> **What this task involves**: Set down the entries below exactly as written.
[Start of Attachment]
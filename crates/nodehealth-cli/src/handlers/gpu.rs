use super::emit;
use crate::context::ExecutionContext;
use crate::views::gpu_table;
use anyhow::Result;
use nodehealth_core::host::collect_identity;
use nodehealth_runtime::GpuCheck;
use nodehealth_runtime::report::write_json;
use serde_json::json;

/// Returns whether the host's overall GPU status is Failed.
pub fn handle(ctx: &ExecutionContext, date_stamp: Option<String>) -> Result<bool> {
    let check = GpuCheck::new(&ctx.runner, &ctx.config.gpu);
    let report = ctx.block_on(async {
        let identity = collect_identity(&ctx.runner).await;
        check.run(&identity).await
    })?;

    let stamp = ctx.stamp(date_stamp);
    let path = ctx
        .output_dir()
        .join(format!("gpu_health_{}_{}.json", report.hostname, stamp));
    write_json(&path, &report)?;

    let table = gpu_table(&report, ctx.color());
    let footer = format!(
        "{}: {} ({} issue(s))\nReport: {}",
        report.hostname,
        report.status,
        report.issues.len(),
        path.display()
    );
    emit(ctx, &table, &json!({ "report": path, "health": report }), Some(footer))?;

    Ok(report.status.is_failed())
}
[End of Attachment]
> **Answer below**:
filename crates/nodehealth-cli/src/handlers/gpu.rs
use super::emit;
use crate::context::ExecutionContext;
use crate::views::gpu_table;
use anyhow::Result;
use nodehealth_core::host::collect_identity;
use nodehealth_runtime::GpuCheck;
use nodehealth_runtime::report::write_json;
use serde_json::json;

/// Returns whether the host's overall GPU status is Failed.
pub fn handle(ctx: &ExecutionContext, date_stamp: Option<String>) -> Result<bool> {
    let check = GpuCheck::new(&ctx.runner, &ctx.config.gpu);
    let report = ctx.block_on(async {
        let identity = collect_identity(&ctx.runner).await;
        check.run(&identity).await
    })?;

    let stamp = ctx.stamp(date_stamp);
    let path = ctx
        .output_dir()
        .join(format!("gpu_health_{}_{}.json", report.hostname, stamp));
    write_json(&path, &report)?;

    let table = gpu_table(&report, ctx.color());
    let footer = format!(
        "{}: {} ({} issue(s))\nReport: {}",
        report.hostname,
        report.status,
        report.issues.len(),
        path.display()
    );
    emit(ctx, &table, &json!({ "report": path, "health": report }), Some(footer))?;

    Ok(report.status.is_failed())
}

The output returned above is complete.